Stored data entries
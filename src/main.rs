use std::path::PathBuf;

use clap::{ArgAction, Parser};

use contacts::cli::context::CLIContext;
use contacts::config::Config;

/// Contact List Manager
#[derive(Debug, Parser)]
#[command(version, about)]
struct Args {
    /// TOML configuration file
    #[arg(short, long)]
    config: Option<PathBuf>,

    /// Contact file (.txt or .csv) to load at startup
    #[arg(short, long)]
    import: Option<PathBuf>,

    /// Verbosity (-v, -vv, -vvv)
    #[arg(short, long, action = ArgAction::Count)]
    verbose: u8,
}

fn main() {
    let args = Args::parse();
    setup_logging(args.verbose);

    let config = match &args.config {
        Some(path) => match Config::load(path) {
            Ok(c) => c,
            Err(e) => {
                eprintln!("Error loading config {}: {}", path.display(), e);
                std::process::exit(1);
            }
        },
        None => Config::default(),
    };

    let initial_import = args.import.or_else(|| config.import.default_file.clone());
    let ctx = CLIContext::new(config);
    contacts::cli::run(ctx, initial_import.as_deref());
}

fn setup_logging(verbosity: u8) {
    use tracing_subscriber::{layer::SubscriberExt, util::SubscriberInitExt};

    let level = match verbosity {
        0 => tracing::Level::WARN,
        1 => tracing::Level::INFO,
        2 => tracing::Level::DEBUG,
        _ => tracing::Level::TRACE,
    };

    let filter = tracing_subscriber::EnvFilter::from_default_env().add_directive(level.into());

    let fmt_layer = tracing_subscriber::fmt::layer()
        .with_writer(std::io::stderr)
        .with_target(false);

    tracing_subscriber::registry()
        .with(filter)
        .with(fmt_layer)
        .init();
}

— Action item —
An exact copy of the lines from the one containing "tracing_subscriber::registry()" through the end of the data above is the whole answer.

— Final answer —
    tracing_subscriber::registry()
        .with(filter)
        .with(fmt_layer)
        .init();
}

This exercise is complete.